PPACA’s 2013 provisions near implementation

Source: Benefitspro.com

By: Katie Kelley

Apart from the latest debates on political opinions over health care changes, it’s important to know what necessary steps are required to get HR and their employees on the right track for 2013.

The Patient Protection and Affordable Care Act outlines changes set to kick in over several years. Benefits managers and human resource advisors are nearing the implementation of the 2013 provisions, and while these changes might not be as newsworthy as the 2014 provisions that are dominating headlines, they do hold credence to employees and their health plans.

According to Troy Filipek, a principal and consulting actuary for Milliman, the best way to prepare for compliance next year is to employ contingency planning as well as develop open lines of communication with employees.

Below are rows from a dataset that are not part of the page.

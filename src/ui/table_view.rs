use parking_lot::{Mutex, MutexGuard};
use std::sync::Arc;
use std::time::Duration;

use super::GameDisplay;
use crate::config::AppConfig;
use crate::game::{Card, FeatureRules, PlayerId, Slot};

/// What the terminal shows about one player.
#[derive(Debug, Clone, PartialEq, Eq)]
pub struct PlayerView {
    pub name: String,
    /// Key string for human players, one key per slot.
    pub keys: Option<String>,
    pub score: u32,
    pub frozen: Duration,
}

/// Snapshot of the table as announced by the game, read by the renderer.
#[derive(Debug, Clone)]
pub struct TableView {
    rows: usize,
    columns: usize,
    features: FeatureRules,
    cards: Vec<Option<Card>>,
    tokens: Vec<Vec<PlayerId>>,
    players: Vec<PlayerView>,
    countdown: Duration,
    urgent: bool,
    winners: Option<Vec<PlayerId>>,
}

impl TableView {
    pub fn from_config(config: &AppConfig) -> Self {
        let table_size = config.table_size();
        let players = (0..config.player_count())
            .map(|id| PlayerView {
                name: config.player_name(id),
                keys: (id < config.players.human)
                    .then(|| config.ui.player_keys.get(id).cloned())
                    .flatten(),
                score: 0,
                frozen: Duration::ZERO,
            })
            .collect();
        TableView {
            rows: config.table.rows,
            columns: config.table.columns,
            features: FeatureRules::new(
                config.table.feature_size,
                config.table.feature_count as usize,
            ),
            cards: vec![None; table_size],
            tokens: vec![Vec::new(); table_size],
            players,
            countdown: config.timing.turn_timeout(),
            urgent: false,
            winners: None,
        }
    }

    pub fn rows(&self) -> usize {
        self.rows
    }

    pub fn columns(&self) -> usize {
        self.columns
    }

    pub fn card_at(&self, slot: Slot) -> Option<Card> {
        self.cards.get(slot).copied().flatten()
    }

    /// Players holding a token on `slot`, in placement order.
    pub fn tokens_at(&self, slot: Slot) -> &[PlayerId] {
        self.tokens.get(slot).map_or(&[], Vec::as_slice)
    }

    pub fn players(&self) -> &[PlayerView] {
        &self.players
    }

    pub fn countdown(&self) -> (Duration, bool) {
        (self.countdown, self.urgent)
    }

    pub fn winners(&self) -> Option<&[PlayerId]> {
        self.winners.as_deref()
    }

    /// Feature digits of `card`, e.g. `0212`.
    pub fn card_label(&self, card: Card) -> String {
        self.features
            .card_features(card)
            .iter()
            .map(|feature| feature.to_string())
            .collect()
    }

    fn set_card(&mut self, slot: Slot, card: Option<Card>) {
        if let Some(cell) = self.cards.get_mut(slot) {
            *cell = card;
        }
        if card.is_none() {
            if let Some(tokens) = self.tokens.get_mut(slot) {
                tokens.clear();
            }
        }
    }

    fn set_token(&mut self, player: PlayerId, slot: Slot, present: bool) {
        let Some(tokens) = self.tokens.get_mut(slot) else {
            return;
        };
        tokens.retain(|holder| *holder != player);
        if present {
            tokens.push(player);
        }
    }

    fn player_mut(&mut self, player: PlayerId) -> Option<&mut PlayerView> {
        self.players.get_mut(player)
    }
}

/// [`GameDisplay`] that writes into a shared [`TableView`].
#[derive(Debug, Clone)]
pub struct TableDisplay {
    view: Arc<Mutex<TableView>>,
}

impl TableDisplay {
    pub fn new(view: Arc<Mutex<TableView>>) -> Self {
        TableDisplay { view }
    }

    fn view(&self) -> MutexGuard<'_, TableView> {
        self.view.lock()
    }
}

impl GameDisplay for TableDisplay {
    fn countdown(&self, remaining: Duration, urgent: bool) {
        let mut view = self.view();
        view.countdown = remaining;
        view.urgent = urgent;
    }

    fn place_card(&self, card: Card, slot: Slot) {
        self.view().set_card(slot, Some(card));
    }

    fn remove_card(&self, slot: Slot) {
        self.view().set_card(slot, None);
    }

    fn place_token(&self, player: PlayerId, slot: Slot) {
        self.view().set_token(player, slot, true);
    }

    fn remove_token(&self, player: PlayerId, slot: Slot) {
        self.view().set_token(player, slot, false);
    }

    fn score(&self, player: PlayerId, score: u32) {
        if let Some(view) = self.view().player_mut(player) {
            view.score = score;
        }
    }

    fn freeze(&self, player: PlayerId, remaining: Duration) {
        if let Some(view) = self.view().player_mut(player) {
            view.frozen = remaining;
        }
    }

    fn winners(&self, players: &[PlayerId]) {
        self.view().winners = Some(players.to_vec());
    }
}

#[cfg(test)]
mod tests {
    use super::*;

    fn shared_view() -> (Arc<Mutex<TableView>>, TableDisplay) {
        let view = Arc::new(Mutex::new(TableView::from_config(&AppConfig::default())));
        let display = TableDisplay::new(Arc::clone(&view));
        (view, display)
    }

    #[test]
    fn test_from_config_layout() {
        let (view, _) = shared_view();
        let view = view.lock();
        assert_eq!((view.rows(), view.columns()), (3, 4));
        assert_eq!(view.players().len(), 4);
        assert_eq!(view.players()[0].keys.as_deref(), Some("qwerasdfzxcv"));
        assert_eq!(view.players()[2].keys, None);
        assert_eq!(view.players()[3].name, "Player 4");
        assert_eq!(view.card_at(0), None);
    }

    #[test]
    fn test_cards_and_tokens() {
        let (view, display) = shared_view();
        display.place_card(40, 5);
        display.place_token(1, 5);
        display.place_token(0, 5);
        display.place_token(1, 5);
        {
            let view = view.lock();
            assert_eq!(view.card_at(5), Some(40));
            assert_eq!(view.tokens_at(5), &[0, 1]);
        }

        display.remove_token(0, 5);
        assert_eq!(view.lock().tokens_at(5), &[1]);

        display.remove_card(5);
        let view = view.lock();
        assert_eq!(view.card_at(5), None);
        assert!(view.tokens_at(5).is_empty());
    }

    #[test]
    fn test_out_of_range_updates_are_ignored() {
        let (view, display) = shared_view();
        display.place_card(1, 99);
        display.place_token(0, 99);
        display.score(42, 7);
        let view = view.lock();
        assert!(view.tokens_at(99).is_empty());
        assert!(view.players().iter().all(|player| player.score == 0));
    }

    #[test]
    fn test_scores_freezes_and_winners() {
        let (view, display) = shared_view();
        display.score(2, 3);
        display.freeze(2, Duration::from_millis(800));
        display.countdown(Duration::from_secs(4), true);
        display.winners(&[2]);
        let view = view.lock();
        assert_eq!(view.players()[2].score, 3);
        assert_eq!(view.players()[2].frozen, Duration::from_millis(800));
        assert_eq!(view.countdown(), (Duration::from_secs(4), true));
        assert_eq!(view.winners(), Some(&[2][..]));
    }

    #[test]
    fn test_display_survives_panicking_reader() {
        let (view, display) = shared_view();
        let reader = Arc::clone(&view);
        let result = std::thread::spawn(move || {
            let _view = reader.lock();
            panic!("renderer died holding the view");
        })
        .join();
        assert!(result.is_err());

        display.place_card(7, 0);
        assert_eq!(view.lock().card_at(0), Some(7));
    }

    #[test]
    fn test_card_label_digits() {
        let (view, _) = shared_view();
        let view = view.lock();
        assert_eq!(view.card_label(0), "0000");
        assert_eq!(view.card_label(80), "2222");
        assert_eq!(view.card_label(5), "0012");
    }
}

Filipek says employers need to be proactive for 2013 while thinking ahead for 2014.

“There are a lot of changes that are occurring, and there are things employers can benefit from just by considering these options. Talk to your advisors and obviously if you do decide to make a change, talk to your employees or your retirees because with anything you make changes to, it’s important that your people are well advised on it, why you’re doing it and how it’s going to impact them.”

Sharon Cohen, a principal at Buck Consultants and an expert in pretax benefits and health care, shared a similar viewpoint, but also noted that it’s imperative for employers and benefits managers continue with what’s required by law right now—despite any changes that may still occur. “The provisions will start taking effect and the government is moving forward. I wouldn’t count on this all going away before I would take action.”

Medicare subsidy taxation

The major PPACA provision impacting Medicare Part D closes the ‘donut hole’ or gap between coverage limits and out-of-pocket spending on the cost of prescription care, but the law also changes the retiree drug subsidy program.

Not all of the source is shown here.